Kritik an mangelhaftem Zeugnis kirchlicher Mitarbeiter

Bei einer Rede im Freiburger Konzerthaus hatte Benedikt XVI. im Rahmen seines Deutschlandbesuchs im September 2011 die katholische Kirche in Deutschland mit dem unscharf gebliebenen Wort von der "Entweltlichung" ermahnt, nicht auf weltliche Privilegien zu setzen und ihren Auftrag in der Welt konsequenter zu erfüllen. Zugleich hatte er die Frage aufgeworfen, ob die deutsche Kirche in ihren Strukturen und Organisationen nicht stärker sei als in ihrem Glauben.

In seinem Beitrag in der "Herder Korrespondenz", für den der emeritierte Papst nach Angaben der Zeitschrift schriftlich auf Fragen geantwortet hat, beklagt Benedikt XVI. im Kontext seiner Ausführungen zur "Entweltlichung" ein aus seiner Sicht mangelhaftes Glaubenszeugnis kirchlicher Mitarbeiter in Deutschland: "In den kirchlichen Einrichtungen – Krankenhäusern, Schulen, Caritas – wirken viele Personen an entscheidenden Stellen mit, die den inneren Auftrag der Kirche nicht mittragen und damit das Zeugnis dieser Einrichtung vielfach verdunkeln." Dies wirke sich vor allem auch in Verlautbarungen und öffentlichen Stellungnahmen aus. "Man hat das Wort von der Amtskirche gebildet, um den Gegensatz zwischen dem amtlich Geforderten und dem persönlich Geglaubten auszudrücken. Das Wort Amtskirche insinuiert einen inneren Widerspruch zwischen dem, was der Glaube eigentlich will und bedeutet, und seiner Entpersönlichung", so Benedikt.

Warnung vor einer "Flucht in die reine Lehre"

Leider sei es inzwischen so, dass die amtlichen Texte der Kirche in Deutschland weitgehend von Leuten geformt würden, für die der Glaube nur amtlich sei. "In diesem Sinn muss ich zugeben, dass für einen Großteil kirchenamtlicher Texte in Deutschland in der Tat das Wort Amtskirche zutrifft", so der 94-Jährige weiter. Solange bei kirchenamtlichen Texten nur das Amt, aber nicht das Herz und der Geist sprächen, so lange werde der Auszug aus der Welt des Glaubens anhalten. "Deswegen schien es mir damals wie heute wichtig, die Person aus der Deckung des Amts herauszuholen und ein wirkliches persönliches Glaubenszeugnis von den Sprechern der Kirche zu erwarten", schreibt der emeritierte Papst.

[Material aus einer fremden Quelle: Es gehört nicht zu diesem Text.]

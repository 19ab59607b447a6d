//! API server lifecycle — bind, spawn, graceful shutdown.
//!
//! Pattern: bind → spawn background task → return a handle with a oneshot
//! shutdown channel. Binding to port 0 picks an ephemeral port, which the
//! tests rely on.

use std::net::SocketAddr;

use tokio::sync::oneshot;

use super::router::app_router;
use super::types::ApiContext;

/// Handle to a running API server.
pub struct ApiServer {
    addr: SocketAddr,
    shutdown_tx: Option<oneshot::Sender<()>>,
}

impl ApiServer {
    /// The address the server actually bound.
    pub fn addr(&self) -> SocketAddr {
        self.addr
    }

    /// Shut down gracefully. Idempotent.
    pub fn shutdown(&mut self) {
        if let Some(tx) = self.shutdown_tx.take() {
            let _ = tx.send(());
            tracing::info!("API server shutdown signal sent");
        }
    }
}

/// Bind `addr`, mount the router, and serve in a background task.
pub async fn start_server(ctx: ApiContext, addr: &str) -> Result<ApiServer, String> {
    let listener = tokio::net::TcpListener::bind(addr)
        .await
        .map_err(|e| format!("failed to bind {addr}: {e}"))?;
    let bound = listener
        .local_addr()
        .map_err(|e| format!("failed to read bound address: {e}"))?;

    let app = app_router(ctx);
    let (shutdown_tx, shutdown_rx) = oneshot::channel::<()>();

    tokio::spawn(async move {
        let shutdown_signal = async move {
            let _ = shutdown_rx.await;
            tracing::info!("API server received shutdown signal");
        };

        tracing::info!(addr = %bound, "API server started");

        if let Err(e) = axum::serve(listener, app)
            .with_graceful_shutdown(shutdown_signal)
            .await
        {
            tracing::error!("API server error: {e}");
        }

        tracing::info!("API server stopped");
    });

    Ok(ApiServer {
        addr: bound,
        shutdown_tx: Some(shutdown_tx),
    })
}
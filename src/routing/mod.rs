//! Case routing — orchestrates intake, synthesis, matching, persistence.
//!
//! The router owns nothing global: the session store, synthesizer, and
//! registry are constructed by the caller and injected. Per-session
//! operations hold the session's mutex for their full duration, so answer
//! N+1 cannot overlap answer N and a synthesis retry cannot overlap a
//! pending one.

use std::sync::Arc;

use chrono::Utc;
use serde::Serialize;
use uuid::Uuid;

use crate::intake::session::SubmitOutcome;
use crate::intake::{IntakeError, SessionStore};
use crate::matching::{self, MatchOutcome, MatchTier};
use crate::models::enums::{CaseStatus, SessionStatus};
use crate::models::{CaseRef, DiagnosticCase, Doctor, Prescription};
use crate::registry::{Registry, RegistryError};
use crate::synthesis::{SynthesisError, Synthesizer};

/// Errors from routing operations.
#[derive(Debug, thiserror::Error)]
pub enum RoutingError {
    #[error("intake session {0} not found")]
    SessionNotFound(Uuid),
    #[error(transparent)]
    Intake(#[from] IntakeError),
    #[error("diagnostic synthesis failed: {0}")]
    SynthesisFailed(#[from] SynthesisError),
    /// A persistence write failed — the case is NOT committed and no
    /// doctor is reported to the patient.
    #[error("the case could not be persisted: {0}")]
    PersistenceFailed(#[source] RegistryError),
    #[error("case {0} not found")]
    CaseNotFound(Uuid),
    /// The pending → treated transition already happened. Distinct from
    /// silent success so callers can tell a re-invocation apart.
    #[error("case {0} is already treated")]
    AlreadyTreated(Uuid),
}

/// A successful route: the persisted case and the assigned doctor.
#[derive(Debug, Clone)]
pub enum RouteOutcome {
    Routed {
        case: DiagnosticCase,
        doctor: Doctor,
        tier: MatchTier,
    },
    /// No specialist and no generalist available — designed degradation,
    /// surfaced to the patient as an actionable message.
    NoSpecialist,
}

/// Read-only view of a session for status endpoints.
#[derive(Debug, Clone, Serialize)]
pub struct SessionSnapshot {
    pub session_id: Uuid,
    pub patient_id: u64,
    pub status: SessionStatus,
    pub step: usize,
    pub question: Option<String>,
    pub has_diagnostic: bool,
}

pub struct CaseRouter {
    sessions: Arc<SessionStore>,
    synthesizer: Arc<dyn Synthesizer>,
    registry: Arc<dyn Registry>,
}

impl CaseRouter {
    pub fn new(
        sessions: Arc<SessionStore>,
        synthesizer: Arc<dyn Synthesizer>,
        registry: Arc<dyn Registry>,
    ) -> Self {
        Self {
            sessions,
            synthesizer,
            registry,
        }
    }

    // ── Intake ───────────────────────────────────────────────

    /// Open a session and return its id with the first prompt.
    pub async fn start_session(&self, patient_id: u64) -> (Uuid, &'static str) {
        let (id, first) = self.sessions.create(patient_id).await;
        tracing::info!(session = %id, patient = patient_id, "intake session started");
        (id, first)
    }

    /// Submit one answer; returns the next prompt or the finalized record.
    pub async fn submit_answer(
        &self,
        session_id: Uuid,
        text: &str,
    ) -> Result<SubmitOutcome, RoutingError> {
        let handle = self
            .sessions
            .get(session_id)
            .await
            .ok_or(RoutingError::SessionNotFound(session_id))?;
        let mut session = handle.lock().await;
        let outcome = session.submit_answer(text)?;
        if matches!(outcome, SubmitOutcome::Finalized(_)) {
            tracing::info!(session = %session_id, "intake finalized");
        }
        Ok(outcome)
    }

    /// Reset a session to step 0 with an emptied record.
    pub async fn reset_session(&self, session_id: Uuid) -> Result<&'static str, RoutingError> {
        let handle = self
            .sessions
            .get(session_id)
            .await
            .ok_or(RoutingError::SessionNotFound(session_id))?;
        let first = handle.lock().await.reset();
        tracing::info!(session = %session_id, "intake session reset");
        Ok(first)
    }

    pub async fn session_snapshot(&self, session_id: Uuid) -> Result<SessionSnapshot, RoutingError> {
        let handle = self
            .sessions
            .get(session_id)
            .await
            .ok_or(RoutingError::SessionNotFound(session_id))?;
        let session = handle.lock().await;
        Ok(SessionSnapshot {
            session_id,
            patient_id: session.patient_id(),
            status: session.status(),
            step: session.current_step(),
            question: session.current_question().map(String::from),
            has_diagnostic: session.diagnostic().is_some(),
        })
    }

    // ── Synthesis ────────────────────────────────────────────

    /// Generate and attach the diagnostic narrative for a finalized session.
    ///
    /// On failure the session stays in `READY_FOR_SYNTHESIS` and the call
    /// may be retried. Once attached, re-invocation returns the stored
    /// narrative without another backend round trip.
    pub async fn synthesize(&self, session_id: Uuid) -> Result<String, RoutingError> {
        let handle = self
            .sessions
            .get(session_id)
            .await
            .ok_or(RoutingError::SessionNotFound(session_id))?;

        // The guard is held across the backend call: a concurrent retry
        // waits instead of racing the attach.
        let mut session = handle.lock().await;
        if let Some(existing) = session.diagnostic() {
            return Ok(existing.to_string());
        }
        if !session.is_finalized() {
            return Err(RoutingError::Intake(IntakeError::NotReady));
        }

        let record = session.record().clone();
        let narrative = self.synthesizer.synthesize(&record).await?;
        session.attach_diagnostic(narrative.clone())?;
        tracing::info!(session = %session_id, "diagnostic narrative attached");
        Ok(narrative)
    }

    // ── Routing ──────────────────────────────────────────────

    /// Route a finalized session to a specialist. Uses the attached
    /// narrative when present, otherwise the raw principal complaint
    /// (synthesis is optional on this path).
    pub async fn route_session(&self, session_id: Uuid) -> Result<RouteOutcome, RoutingError> {
        let handle = self
            .sessions
            .get(session_id)
            .await
            .ok_or(RoutingError::SessionNotFound(session_id))?;
        let session = handle.lock().await;
        if !session.is_finalized() {
            return Err(RoutingError::Intake(IntakeError::NotReady));
        }
        let symptom_text = session
            .diagnostic()
            .map(String::from)
            .unwrap_or_else(|| session.record().principal_complaint.clone());
        let patient_id = session.patient_id();
        drop(session);

        self.route_text(patient_id, symptom_text).await
    }

    /// Direct-diagnostic path: route raw symptom text without the chat flow.
    pub async fn route_direct(
        &self,
        patient_id: u64,
        raw_text: &str,
    ) -> Result<RouteOutcome, RoutingError> {
        let trimmed = raw_text.trim();
        if trimmed.is_empty() {
            return Err(RoutingError::Intake(IntakeError::EmptyAnswer));
        }
        self.route_text(patient_id, trimmed.to_string()).await
    }

    async fn route_text(
        &self,
        patient_id: u64,
        symptom_text: String,
    ) -> Result<RouteOutcome, RoutingError> {
        let roster = self
            .registry
            .list_doctors()
            .await
            .map_err(RoutingError::PersistenceFailed)?;

        let (doctor, tier) = match matching::find_specialist(&symptom_text, &roster) {
            MatchOutcome::Matched { doctor, tier } => (doctor, tier),
            MatchOutcome::NoMatch => {
                tracing::warn!(patient = patient_id, "no specialist available");
                return Ok(RouteOutcome::NoSpecialist);
            }
        };
        tracing::info!(patient = patient_id, doctor = %doctor.name, ?tier, "specialist matched");

        let patient_name = match self
            .registry
            .get_patient(patient_id)
            .await
            .map_err(RoutingError::PersistenceFailed)?
        {
            Some(patient) => patient.name,
            None => format!("Patient {patient_id}"),
        };

        let case = DiagnosticCase {
            id: Uuid::new_v4(),
            patient_id,
            patient_name: patient_name.clone(),
            created_at: Utc::now(),
            symptom_text: symptom_text.clone(),
            status: CaseStatus::Pending,
            assigned_doctor_id: Some(doctor.id),
            doctor_name: Some(doctor.name.clone()),
            prescription: None,
        };
        let case_ref = CaseRef {
            patient_id,
            patient_name,
            date: case.created_at.to_rfc3339(),
            symptoms: symptom_text,
            status: CaseStatus::Pending,
        };

        // Both writes must land before the match is reported; a failure
        // on either surfaces as PersistenceFailed with no doctor shown.
        self.registry
            .append_doctor_case(doctor.id, &case_ref)
            .await
            .map_err(RoutingError::PersistenceFailed)?;
        self.registry
            .create_case(&case)
            .await
            .map_err(RoutingError::PersistenceFailed)?;

        tracing::info!(case = %case.id, doctor = doctor.id, "case routed");
        Ok(RouteOutcome::Routed { case, doctor, tier })
    }

    // ── Doctor-side lifecycle ────────────────────────────────

    /// Transition a case pending → treated, optionally attaching a
    /// prescription. Exactly-once: a second call reports `AlreadyTreated`.
    pub async fn mark_treated(
        &self,
        case_id: Uuid,
        prescription: Option<Prescription>,
    ) -> Result<(), RoutingError> {
        let mut case = self
            .registry
            .get_case(case_id)
            .await
            .map_err(RoutingError::PersistenceFailed)?
            .ok_or(RoutingError::CaseNotFound(case_id))?;

        if case.status == CaseStatus::Treated {
            return Err(RoutingError::AlreadyTreated(case_id));
        }

        case.status = CaseStatus::Treated;
        case.prescription = prescription;
        self.registry
            .update_case(&case)
            .await
            .map_err(RoutingError::PersistenceFailed)?;
        tracing::info!(case = %case_id, "case marked treated");
        Ok(())
    }

    /// Administrative history deletion — terminal and irreversible.
    pub async fn delete_case(&self, case_id: Uuid) -> Result<(), RoutingError> {
        match self.registry.delete_case(case_id).await {
            Ok(()) => {
                tracing::info!(case = %case_id, "case deleted");
                Ok(())
            }
            Err(RegistryError::NotFound { .. }) => Err(RoutingError::CaseNotFound(case_id)),
            Err(e) => Err(RoutingError::PersistenceFailed(e)),
        }
    }
}
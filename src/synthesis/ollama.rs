//! Async Ollama client for diagnostic narrative generation.
//!
//! Speaks `/api/generate` (non-streaming). Every call is bounded by the
//! configured timeout; expiry surfaces as a retryable synthesis failure.
//! The client may carry a reference corpus — snippets are keyword-filtered
//! and relevance-ranked before being embedded in the prompt.

use std::time::Duration;

use serde::{Deserialize, Serialize};

use crate::config;
use crate::models::SymptomRecord;
use crate::BoxFuture;

use super::reference::{self, ReferenceDoc};
use super::{prompt, SynthesisError, Synthesizer};

/// Ollama HTTP client for narrative generation.
pub struct OllamaSynthesizer {
    base_url: String,
    model: String,
    client: reqwest::Client,
    timeout_secs: u64,
    references: Vec<ReferenceDoc>,
}

impl OllamaSynthesizer {
    /// Create a client pointing at an Ollama instance.
    pub fn new(base_url: &str, model: &str, timeout: Duration) -> Self {
        let client = reqwest::Client::builder()
            .timeout(timeout)
            .build()
            .expect("failed to build HTTP client");

        Self {
            base_url: base_url.trim_end_matches('/').to_string(),
            model: model.to_string(),
            client,
            timeout_secs: timeout.as_secs(),
            references: Vec::new(),
        }
    }

    /// Build from `OLLAMA_BASE_URL` / `MEDIGUIDE_MODEL` /
    /// `MEDIGUIDE_SYNTHESIS_TIMEOUT_SECS`, with local defaults.
    pub fn from_env() -> Self {
        Self::new(
            &config::ollama_url(),
            &config::generation_model(),
            config::synthesis_timeout(),
        )
    }

    /// Attach a reference corpus consulted on every synthesis.
    pub fn with_references(mut self, references: Vec<ReferenceDoc>) -> Self {
        self.references = references;
        self
    }

    pub fn base_url(&self) -> &str {
        &self.base_url
    }

    pub fn model(&self) -> &str {
        &self.model
    }

    async fn generate(&self, system: &str, user_prompt: &str) -> Result<String, SynthesisError> {
        let url = format!("{}/api/generate", self.base_url);
        let body = GenerateRequest {
            model: &self.model,
            prompt: user_prompt,
            system,
            stream: false,
        };

        let response = self.client.post(&url).json(&body).send().await.map_err(|e| {
            if e.is_connect() {
                SynthesisError::Connection(self.base_url.clone())
            } else if e.is_timeout() {
                SynthesisError::Timeout(self.timeout_secs)
            } else {
                SynthesisError::Http(e.to_string())
            }
        })?;

        let status = response.status();
        if !status.is_success() {
            let body = response.text().await.unwrap_or_default();
            return Err(SynthesisError::Backend {
                status: status.as_u16(),
                body,
            });
        }

        let parsed: GenerateResponse = response
            .json()
            .await
            .map_err(|e| SynthesisError::ResponseParsing(e.to_string()))?;

        Ok(parsed.response)
    }
}

impl Synthesizer for OllamaSynthesizer {
    fn synthesize<'a>(
        &'a self,
        record: &'a SymptomRecord,
    ) -> BoxFuture<'a, Result<String, SynthesisError>> {
        Box::pin(async move {
            let ranked = reference::rank_references(&self.references, &record.keyword_text());
            let user_prompt = prompt::build_user_prompt(record, &ranked);
            tracing::debug!(
                model = %self.model,
                references = ranked.len(),
                "requesting diagnostic synthesis"
            );
            self.generate(prompt::SYSTEM_PROMPT, &user_prompt).await
        })
    }
}

/// Request body for Ollama /api/generate
#[derive(Serialize)]
struct GenerateRequest<'a> {
    model: &'a str,
    prompt: &'a str,
    system: &'a str,
    stream: bool,
}

/// Response body from Ollama /api/generate
#[derive(Deserialize)]
struct GenerateResponse {
    response: String,
}
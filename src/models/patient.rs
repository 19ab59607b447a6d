use serde::{Deserialize, Serialize};

/// Patient directory entry — read-only, used for display-name resolution
/// when a case is created from a bare patient identifier.
#[derive(Debug, Clone, PartialEq, Eq, Serialize, Deserialize)]
pub struct Patient {
    pub id: u64,
    #[serde(rename = "noms")]
    pub name: String,
}
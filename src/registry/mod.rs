//! Persistence collaborator — resource-oriented REST backend.
//!
//! The backend owns doctors, patients, and diagnostics as plain JSON
//! resources. The core only reads specialty strings, appends case
//! references, and drives the diagnostic lifecycle; everything else about
//! those resources belongs to the collaborator.
//!
//! `RestRegistry` is the production client; `InMemoryRegistry` mirrors its
//! observable behavior without IO for tests.

use std::collections::HashMap;
use std::sync::atomic::{AtomicBool, Ordering};
use std::time::Duration;

use tokio::sync::RwLock;
use uuid::Uuid;

use crate::config;
use crate::models::{CaseRef, DiagnosticCase, Doctor, Patient};
use crate::BoxFuture;

/// Errors from persistence round trips.
#[derive(Debug, thiserror::Error)]
pub enum RegistryError {
    /// Backend unreachable.
    #[error("cannot reach the persistence backend at {0}")]
    Connection(String),
    /// The round trip exceeded the configured bound.
    #[error("persistence call timed out after {0}s")]
    Timeout(u64),
    /// Backend answered with a non-success status.
    #[error("persistence backend responded {status}: {body}")]
    Backend { status: u16, body: String },
    /// Transport-level failure other than connect/timeout.
    #[error("HTTP error during persistence call: {0}")]
    Http(String),
    /// Backend payload did not parse.
    #[error("unreadable persistence payload: {0}")]
    ResponseParsing(String),
    /// A named resource does not exist on the backend.
    #[error("{resource} {id} not found")]
    NotFound {
        resource: &'static str,
        id: String,
    },
}

/// The persistence operations the core depends on.
pub trait Registry: Send + Sync {
    /// `GET /doctors` — the full roster.
    fn list_doctors(&self) -> BoxFuture<'_, Result<Vec<Doctor>, RegistryError>>;

    /// Append a case reference to a doctor's roster entry and persist it.
    ///
    /// Read-modify-write against shared backend state; concurrent matches
    /// against the same doctor can race (accepted — the backend offers no
    /// atomic append).
    fn append_doctor_case<'a>(
        &'a self,
        doctor_id: u64,
        case: &'a CaseRef,
    ) -> BoxFuture<'a, Result<(), RegistryError>>;

    /// `POST /diagnostics` — create a case.
    fn create_case<'a>(
        &'a self,
        case: &'a DiagnosticCase,
    ) -> BoxFuture<'a, Result<(), RegistryError>>;

    /// `GET /diagnostics/{id}` — `Ok(None)` when absent.
    fn get_case(&self, id: Uuid) -> BoxFuture<'_, Result<Option<DiagnosticCase>, RegistryError>>;

    /// `PATCH /diagnostics/{id}` — update a case (status, prescription).
    fn update_case<'a>(
        &'a self,
        case: &'a DiagnosticCase,
    ) -> BoxFuture<'a, Result<(), RegistryError>>;

    /// `DELETE /diagnostics/{id}` — terminal administrative deletion.
    fn delete_case(&self, id: Uuid) -> BoxFuture<'_, Result<(), RegistryError>>;

    /// `GET /patients/{id}` — `Ok(None)` when absent.
    fn get_patient(&self, id: u64) -> BoxFuture<'_, Result<Option<Patient>, RegistryError>>;
}

// ═══════════════════════════════════════════════════════════
// RestRegistry — production client
// ═══════════════════════════════════════════════════════════

pub struct RestRegistry {
    base_url: String,
    client: reqwest::Client,
    timeout_secs: u64,
}

impl RestRegistry {
    pub fn new(base_url: &str, timeout: Duration) -> Self {
        let client = reqwest::Client::builder()
            .timeout(timeout)
            .build()
            .expect("failed to build HTTP client");

        Self {
            base_url: base_url.trim_end_matches('/').to_string(),
            client,
            timeout_secs: timeout.as_secs(),
        }
    }

    /// Build from `MEDIGUIDE_BACKEND_URL` / `MEDIGUIDE_REGISTRY_TIMEOUT_SECS`.
    pub fn from_env() -> Self {
        Self::new(&config::backend_url(), config::registry_timeout())
    }

    pub fn base_url(&self) -> &str {
        &self.base_url
    }

    fn map_send_error(&self, e: reqwest::Error) -> RegistryError {
        if e.is_connect() {
            RegistryError::Connection(self.base_url.clone())
        } else if e.is_timeout() {
            RegistryError::Timeout(self.timeout_secs)
        } else {
            RegistryError::Http(e.to_string())
        }
    }

    async fn check_status(response: reqwest::Response) -> Result<reqwest::Response, RegistryError> {
        let status = response.status();
        if status.is_success() {
            Ok(response)
        } else {
            let body = response.text().await.unwrap_or_default();
            Err(RegistryError::Backend {
                status: status.as_u16(),
                body,
            })
        }
    }

    async fn get_doctor(&self, id: u64) -> Result<Doctor, RegistryError> {
        let url = format!("{}/doctors/{id}", self.base_url);
        let response = self
            .client
            .get(&url)
            .send()
            .await
            .map_err(|e| self.map_send_error(e))?;
        if response.status() == reqwest::StatusCode::NOT_FOUND {
            return Err(RegistryError::NotFound {
                resource: "doctor",
                id: id.to_string(),
            });
        }
        Self::check_status(response)
            .await?
            .json()
            .await
            .map_err(|e| RegistryError::ResponseParsing(e.to_string()))
    }
}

An anderer Stelle in dem Text schlägt der ehemalige Präfekt der Glaubenskongregation dagegen einen überraschend vermittelnden Ton an. So warnt er die Kirche vor einer "Flucht in die reine Lehre", die aus seiner Sicht "völlig unrealistisch" sei. "Eine Lehre, die wie ein Naturschutzpark abgetrennt von der täglichen Welt des Glaubens und seiner Nöte bestehen würde, wäre zugleich ein Verzicht auf den Glauben selbst", so Benedikt wörtlich. Die Lehre müsse sich in und aus dem Glauben entwickeln, nicht neben ihm stehen. (stz)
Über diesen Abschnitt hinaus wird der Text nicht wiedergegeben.